Tension in Iraq has prompted electricity minister to resign

Iraq plunges into deep crisis as Iran cuts off energy supplies

AFP/ AHMAD AL-RUBAYE - Loose wires from a generator supplying electricity to households in a Baghdad neighbourhood to supplement the poor public electricity grid

Iraq's long-simmering social and political crisis has intensified in recent days. The south of the country has been hit by high temperatures, widespread protests and rolling blackouts across the region. Iran, which usually provides more than a third of the gas and electricity for the entire country, has drastically reduced the amount of energy it supplies to Iraq. Some local media suggest that this reduction is linked to the millions Baghdad owes in unpaid bills to Tehran, resulting in what is now chaos in Iraq.

Iraq's electricity minister, Majed Mahdi Hantoosh, resigned this week because of the situation and the complexity of the crisis, which the Iraqi capital sees as difficult to overcome. Thousands of hospitals, homes and businesses are being affected by outages that last an average of 18 hours a day, making it practically impossible for infrastructures throughout the country to function properly, according to an official from the Iraqi Ministry of Electricity in a statement to The Independent.


Al-Karkh Distribution's Ayad Khalaf spoke about the difficulties facing the Iraqi government: "The Iraqi government is in a very bad situation, due to corruption and haphazard planning and continued dependence on Iran for its energy production". He added that "the resignation of the minister" is not the solution. The decline in energy supply has left four cross-border power lines from Iran to Iraq showing zero production, and gas imports have also fallen to negligible levels.

Basra province alone requires a minimum of 4,000 MW (megawatts), but is currently receiving only 830, according to a report by the Associated Press. The decline in energy supplies is not confined to that province alone; across the country, energy supply remains far below the required amount. Demand is generally between 20,000 and 30,000 GW (gigawatts), but the country received only 12,500 this week.


The outlook for the coming months is not good and pessimism is gripping much of Iranian society. Sajad Jiyad of The Century Foundation explained that these power cuts, coupled with soaring temperatures, make it increasingly difficult to deal with the problems arising from the COVID-19 pandemic: "It's the beginning of a summer of discontent that goes back to 2018. I think we will have more protests very soon, especially if we have another confinement because of COVID-19. If people are stuck at home without power, it will only generate more anger."
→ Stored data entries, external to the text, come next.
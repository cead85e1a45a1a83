//! Program types to [`TypeNode`]s.
//!
//! Structural nodes (objects, arrays, tuples, functions) count towards the
//! depth bound; unions, intersections and alias hops do not. A structural
//! node nested deeper than `max_depth`, or a type already being expanded
//! further up, becomes a `reference` node carrying its display text.

use crate::program::{Program, Property, TypeId, TypeKind, TypeReference, compat};
use crate::types::{
    IndexSignatureNode, ParameterNode, PropertyNode, TupleElementNode, TypeNode,
};

pub(crate) struct Serializer<'a> {
    program: &'a dyn Program,
    max_depth: usize,
    stack: Vec<TypeId>,
}

impl<'a> Serializer<'a> {
    pub(crate) fn new(program: &'a dyn Program, max_depth: usize) -> Self {
        Self {
            program,
            max_depth,
            stack: Vec::new(),
        }
    }

    pub(crate) fn serialize(&mut self, ty: TypeId) -> TypeNode {
        self.node(ty, 0)
    }

    fn node(&mut self, ty: TypeId, depth: usize) -> TypeNode {
        let Some(kind) = self.program.type_kind(ty) else {
            return self.opaque(ty);
        };
        match kind {
            TypeKind::Primitive(primitive) => TypeNode::primitive(primitive.keyword()),
            TypeKind::Literal(value) => TypeNode::Literal {
                text: value.to_string(),
            },
            TypeKind::TypeParameter(name) => TypeNode::TypeParameter { name },
            TypeKind::Union(members) => TypeNode::Union {
                types: self.nodes(&members, depth),
            },
            TypeKind::Intersection(members) => TypeNode::Intersection {
                types: self.nodes(&members, depth),
            },
            TypeKind::Reference(reference) => self.reference(ty, reference, depth),
            structural => {
                if depth > self.max_depth || self.stack.contains(&ty) {
                    return self.opaque(ty);
                }
                self.stack.push(ty);
                let node = self.structural(ty, structural, depth + 1);
                self.stack.pop();
                node
            }
        }
    }

    fn nodes(&mut self, members: &[TypeId], depth: usize) -> Vec<TypeNode> {
        members.iter().map(|member| self.node(*member, depth)).collect()
    }

    fn opaque(&self, ty: TypeId) -> TypeNode {
        TypeNode::reference(self.program.type_to_string(ty))
    }

    fn reference(&mut self, ty: TypeId, reference: TypeReference, depth: usize) -> TypeNode {
        match compat::resolve_alias(self.program, ty) {
            Some(target) if target != ty && !self.stack.contains(&target) => {
                self.stack.push(ty);
                let node = self.node(target, depth);
                self.stack.pop();
                node
            }
            _ => TypeNode::Reference {
                name: reference.name,
                type_arguments: self.nodes(&reference.type_arguments, depth + 1),
            },
        }
    }

    fn structural(&mut self, ty: TypeId, kind: TypeKind, child_depth: usize) -> TypeNode {
        match kind {
            TypeKind::Object(_) => self.object(ty, child_depth),
            TypeKind::Array(element) => TypeNode::Array {
                element: Box::new(self.node(element, child_depth)),
            },
            TypeKind::Tuple(elements) => TypeNode::Tuple {
                elements: elements
                    .into_iter()
                    .map(|element| TupleElementNode {
                        type_node: self.node(element.ty, child_depth),
                        optional: element.optional,
                        rest: element.rest,
                    })
                    .collect(),
            },
            TypeKind::Function(signature) => TypeNode::Function {
                parameters: signature
                    .parameters
                    .into_iter()
                    .map(|parameter| ParameterNode {
                        type_node: self.node(parameter.ty, child_depth),
                        name: parameter.name,
                        optional: parameter.optional,
                        rest: parameter.rest,
                    })
                    .collect(),
                return_type: Box::new(self.node(signature.return_type, child_depth)),
            },
            _ => self.opaque(ty),
        }
    }

    fn object(&mut self, ty: TypeId, child_depth: usize) -> TypeNode {
        let modifiers = compat::mapped_type_modifiers(self.program, ty).unwrap_or_default();

        let mut members = Vec::new();
        self.collect_members(ty, &mut members, 0);

        let properties = members
            .into_iter()
            .map(|property| PropertyNode {
                type_node: self.node(property.ty, child_depth),
                optional: modifiers.optional.unwrap_or(property.optional),
                readonly: modifiers.readonly.unwrap_or(property.readonly),
                name: property.name,
            })
            .collect();

        let index_signatures = compat::index_infos(self.program, ty)
            .into_iter()
            .map(|info| IndexSignatureNode {
                key_type: self.node(info.key, child_depth),
                value_type: self.node(info.value, child_depth),
                readonly: info.readonly,
            })
            .collect();

        TypeNode::Object {
            properties,
            index_signatures,
        }
    }

    /// Own properties first, then inherited ones not shadowed by them.
    fn collect_members(&self, ty: TypeId, out: &mut Vec<Property>, hops: usize) {
        if hops > 16 {
            return;
        }
        let ty = compat::resolve_alias_chain(self.program, ty);
        if let Some(TypeKind::Object(object)) = self.program.type_kind(ty) {
            for property in object.properties {
                if !out.iter().any(|p| p.name == property.name) {
                    out.push(property);
                }
            }
        }
        for base in compat::base_types(self.program, ty) {
            self.collect_members(base, out, hops + 1);
        }
    }
}

#[cfg(test)]
mod tests {
    use std::path::PathBuf;

    use rustc_hash::FxHashMap;

    use super::*;
    use crate::host::{CompilerProgramHost, MemoryHost};
    use crate::program::SourceProgram;

    fn program(text: &str) -> (SourceProgram, PathBuf) {
        let host = MemoryHost::new().with_file("/p/a.ts", text);
        let root = PathBuf::from("/p/a.ts");
        let program = SourceProgram::build(&CompilerProgramHost(&host), &[root.clone()]);
        (program, root)
    }

    fn exported(text: &str, max_depth: usize) -> FxHashMap<String, TypeNode> {
        let (program, root) = program(text);
        let exports = program.exports(&root).unwrap();
        let mut out = FxHashMap::default();
        for export in exports {
            let node = Serializer::new(&program, max_depth).serialize(export.ty);
            out.entry(export.name).or_insert(node);
        }
        out
    }

    #[test]
    fn test_object_with_inherited_members() {
        let nodes = exported(
            "interface Base { id: string }\n\
             export interface Page extends Base { readonly title?: string; tags: string[] }",
            8,
        );
        let page = &nodes["Page"];
        assert_eq!(page.kind(), "object");
        let title = page.property("title").unwrap();
        assert!(title.optional && title.readonly);
        assert_eq!(page.property("id").unwrap().type_node, TypeNode::primitive("string"));
        assert_eq!(
            page.property("tags").unwrap().type_node,
            TypeNode::Array {
                element: Box::new(TypeNode::primitive("string"))
            }
        );
    }

    #[test]
    fn test_depth_zero_cuts_nested_structure() {
        let nodes = exported("export interface Outer { inner: { n: number } }", 0);
        let inner = &nodes["Outer"].property("inner").unwrap().type_node;
        assert_eq!(inner.kind(), "reference");
    }

    #[test]
    fn test_self_reference_becomes_reference() {
        let nodes = exported("export interface List { next: List | null; value: number }", 8);
        let next = &nodes["List"].property("next").unwrap().type_node;
        let TypeNode::Union { types } = next else {
            panic!("expected union, got {next:?}");
        };
        assert!(types.contains(&TypeNode::reference("List")));
        assert!(types.contains(&TypeNode::primitive("null")));
    }

    #[test]
    fn test_alias_and_index_signature() {
        let nodes = exported(
            "type Name = string;\n\
             export type Bag = Record<string, Name>;\n\
             export const kind: \"a\" | \"b\" = \"a\";",
            8,
        );
        let TypeNode::Object {
            index_signatures, ..
        } = &nodes["Bag"]
        else {
            panic!("expected object");
        };
        assert_eq!(index_signatures.len(), 1);
        assert_eq!(index_signatures[0].value_type, TypeNode::primitive("string"));
        assert_eq!(nodes["kind"].kind(), "union");
    }
}
//! Editor integration: a language-service host adapter and a small
//! language service that builds programs through it.
//!
//! ```text
//! create_language_service_plugin(info)
//!     │
//!     ├─ SourceLanguageService<H>       plain host; plugins' TypeInfo
//!     │                                 sessions read its programs
//!     │
//!     ├─ LanguageServiceAdapter<H>      virtual files get script versions
//!     │                                 from record versions; the project
//!     │                                 version carries a store epoch
//!     │
//!     └─ SourceLanguageService<Adapter>
//!             program() ──► cached until the project version moves
//! ```

use std::path::{Path, PathBuf};
use std::sync::atomic::{AtomicU64, Ordering};
use std::sync::Arc;
use std::time::Duration;

use parking_lot::{Mutex, RwLock};
use rustc_hash::FxHashMap;

use super::attach::{AdapterOptions, Attachment, DEFAULT_DEBOUNCE};
use super::{
    LanguageServiceHost, LanguageServiceProgramHost, ModuleNameLiteral, ResolvedModule,
    ResolvedModuleWithFailedLookups, resolve_module_names_with,
};
use crate::diagnostic::Diagnostic;
use crate::plugin::{VirtualModuleDiagnostic, VirtualModuleResolver};
use crate::program::{Program, SourceProgram};
use crate::store::{ResolveRecordResult, StoreHooks, VirtualModuleRecord, VirtualRecordStore};
use crate::type_info::{SessionFactory, TypeInfoOptions};
use crate::watch::WatchHost;

// =============================================================================
// Adapter
// =============================================================================

type ErrorTable = FxHashMap<PathBuf, FxHashMap<String, VirtualModuleDiagnostic>>;

/// Builder for [`LanguageServiceAdapter`].
pub struct LanguageServiceAdapterBuilder<H> {
    host: Arc<H>,
    options: AdapterOptions,
}
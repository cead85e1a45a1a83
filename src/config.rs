//! Project configuration: which resolver and plugins a project uses.
//!
//! A project names its virtual-module setup in `vmc.config.json` or
//! `vmc.config.toml` at its root:
//!
//! ```text
//! {
//!   "plugins": [
//!     "@acme/routes",
//!     { "specifier": "./plugins/api", "options": { "prefix": "/api" } }
//!   ]
//! }
//! ```
//!
//! Plugins are resolved through a [`PluginRegistry`]; a `resolver` entry
//! instead selects a resolver registered on the loader by name.

use std::fmt;
use std::path::{Path, PathBuf};
use std::sync::Arc;

use rustc_hash::FxHashMap;
use serde::{Deserialize, Serialize};
use thiserror::Error;

use crate::plugin::{LoaderError, PluginError, PluginManager, PluginRegistry, VirtualModuleResolver};

/// File names searched for, in order.
pub const CONFIG_FILE_NAMES: [&str; 2] = ["vmc.config.json", "vmc.config.toml"];

// =============================================================================
// Config Model
// =============================================================================

/// Contents of a config file.
#[derive(Debug, Clone, Default, PartialEq, Serialize, Deserialize)]
#[serde(default, deny_unknown_fields)]
pub struct VmcConfig {
    /// Name of a registered resolver. Takes precedence over `plugins`.
    pub resolver: Option<String>,
    /// Plugins, in resolution order.
    pub plugins: Vec<PluginEntry>,
}

/// One `plugins` entry: a bare specifier or a specifier with options.
#[derive(Debug, Clone, PartialEq, Serialize, Deserialize)]
#[serde(untagged)]
pub enum PluginEntry {
    /// `"@acme/routes"`
    Specifier(String),
    /// `{ "specifier": "./plugins/api", "options": { ... } }`
    Detailed {
        /// Plugin specifier.
        specifier: String,
        /// Options handed to the plugin factory.
        #[serde(default)]
        options: serde_json::Value,
    },
}

impl PluginEntry {
    /// The specifier.
    pub fn specifier(&self) -> &str {
        match self {
            Self::Specifier(specifier) | Self::Detailed { specifier, .. } => specifier,
        }
    }

    /// The options (`null` for bare specifiers).
    pub fn options(&self) -> serde_json::Value {
        match self {
            Self::Specifier(_) => serde_json::Value::Null,
            Self::Detailed { options, .. } => options.clone(),
        }
    }
}

/// A parsed config and where it came from.
#[derive(Debug, Clone, PartialEq)]
pub struct LoadedConfig {
    /// Config file path.
    pub path: PathBuf,
    /// Parsed contents.
    pub config: VmcConfig,
}

impl LoadedConfig {
    /// Directory relative plugin specifiers resolve against.
    pub fn config_dir(&self) -> &Path {
        self.path.parent().unwrap_or(Path::new(""))
    }
}

// =============================================================================
// Errors
// =============================================================================

/// Why configuration could not be loaded.
#[derive(Debug, Error)]
pub enum ConfigError {
    /// The file could not be read.
    #[error("failed to read `{}`: {source}", .path.display())]
    Io {
        /// Config file.
        path: PathBuf,
        /// Underlying error.
        source: std::io::Error,
    },

    /// Invalid JSON.
    #[error("invalid config `{}`: {source}", .path.display())]
    Json {
        /// Config file.
        path: PathBuf,
        /// Parse error.
        source: serde_json::Error,
    },

    /// Invalid TOML.
    #[error("invalid config `{}`: {source}", .path.display())]
    Toml {
        /// Config file.
        path: PathBuf,
        /// Parse error.
        source: toml::de::Error,
    },

    /// Neither `.json` nor `.toml`.
    #[error("unsupported config format `{}`", .0.display())]
    UnsupportedFormat(PathBuf),

    /// `resolver` names nothing registered.
    #[error("no resolver registered as `{0}`")]
    UnknownResolver(String),

    /// A registered resolver failed to construct.
    #[error("resolver `{name}` failed to initialize: {source}")]
    Resolver {
        /// Resolver name.
        name: String,
        /// Factory error.
        source: PluginError,
    },

    /// A plugin failed to load.
    #[error(transparent)]
    Plugin(#[from] LoaderError),
}

// =============================================================================
// Loader
// =============================================================================

/// Constructs a named resolver. Receives the config directory.
pub type ResolverFactory =
    Arc<dyn Fn(&Path) -> Result<Arc<dyn VirtualModuleResolver>, PluginError> + Send + Sync>;

/// Finds, parses and instantiates project configuration.
///
/// # Example
///
/// ```ignore
/// let registry = PluginRegistry::new().with("@acme/routes", routes_plugin);
/// let loader = VmcConfigLoader::new(registry);
/// let resolver = loader.resolve_project(Path::new("/app"))?;
/// ```
#[derive(Clone, Default)]
pub struct VmcConfigLoader {
    plugins: PluginRegistry,
    resolvers: FxHashMap<String, ResolverFactory>,
}

impl fmt::Debug for VmcConfigLoader {
    fn fmt(&self, f: &mut fmt::Formatter<'_>) -> fmt::Result {
        let mut resolvers: Vec<_> = self.resolvers.keys().collect();
        resolvers.sort();
        f.debug_struct("VmcConfigLoader")
            .field("plugins", &self.plugins)
            .field("resolvers", &resolvers)
            .finish()
    }
}

impl VmcConfigLoader {
    /// Create a loader resolving plugins through `plugins`.
    pub fn new(plugins: PluginRegistry) -> Self {
        Self {
            plugins,
            resolvers: FxHashMap::default(),
        }
    }

    /// Register a resolver selectable through the `resolver` field.
    pub fn with_resolver(
        mut self,
        name: impl Into<String>,
        factory: impl Fn(&Path) -> Result<Arc<dyn VirtualModuleResolver>, PluginError>
        + Send
        + Sync
        + 'static,
    ) -> Self {
        self.resolvers.insert(name.into(), Arc::new(factory));
        self
    }

    /// The first config file present in `project_root`.
    pub fn find(project_root: &Path) -> Option<PathBuf> {
        CONFIG_FILE_NAMES
            .iter()
            .map(|name| project_root.join(name))
            .find(|path| path.is_file())
    }

    /// Read and parse a config file.
    pub fn load(path: &Path) -> Result<LoadedConfig, ConfigError> {
        let text = std::fs::read_to_string(path).map_err(|source| ConfigError::Io {
            path: path.to_path_buf(),
            source,
        })?;
        let config = match path.extension().and_then(|e| e.to_str()) {
            Some("json") => serde_json::from_str(&text).map_err(|source| ConfigError::Json {
                path: path.to_path_buf(),
                source,
            })?,
            Some("toml") => toml::from_str(&text).map_err(|source| ConfigError::Toml {
                path: path.to_path_buf(),
                source,
            })?,
            _ => return Err(ConfigError::UnsupportedFormat(path.to_path_buf())),
        };
        tracing::debug!(path = %path.display(), "loaded config");
        Ok(LoadedConfig {
            path: path.to_path_buf(),
            config,
        })
    }

    /// Build the resolver a config describes.
    pub fn load_resolver(&self, loaded: &LoadedConfig) -> Result<Arc<dyn VirtualModuleResolver>, ConfigError> {
        let config_dir = loaded.config_dir();

        if let Some(name) = &loaded.config.resolver {
            if !loaded.config.plugins.is_empty() {
                tracing::warn!(
                    resolver = %name,
                    config = %loaded.path.display(),
                    "config names a resolver; its plugins list is ignored"
                );
            }
            let factory = self
                .resolvers
                .get(name)
                .ok_or_else(|| ConfigError::UnknownResolver(name.clone()))?;
            return factory(config_dir).map_err(|source| ConfigError::Resolver {
                name: name.clone(),
                source,
            });
        }

        let mut manager = PluginManager::new();
        for entry in &loaded.config.plugins {
            let plugin = self.plugins.load(entry.specifier(), config_dir, entry.options())?;
            manager.register(plugin);
        }
        Ok(Arc::new(manager))
    }

    /// Find, load and instantiate the config in `project_root`.
    /// `Ok(None)` when the project has none.
    pub fn resolve_project(
        &self,
        project_root: &Path,
    ) -> Result<Option<Arc<dyn VirtualModuleResolver>>, ConfigError> {
        let Some(path) = Self::find(project_root) else {
            return Ok(None);
        };
        let loaded = Self::load(&path)?;
        self.load_resolver(&loaded).map(Some)
    }
}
What is really worrying about the situation in Iraq today is that, pandemic aside, it mirrors what happened in 2018 between the same two actors. On that occasion, it was also non-payment problems that caused Iran to cut off energy supplies to the Iraqi country in the same way that is happening today. In that case, the protests spread throughout the country and brought all activity in the country to a standstill. Three years ago, the consequences were much worse, which is why they hope that this will not be repeated in the same way. The government in office at the time was overthrown and the demonstrations ended with hundreds of people shot by police and militias. Iraq hopes to be able to restore normal energy services as soon as possible and prevent tension and risk from returning to the streets of Baghdad.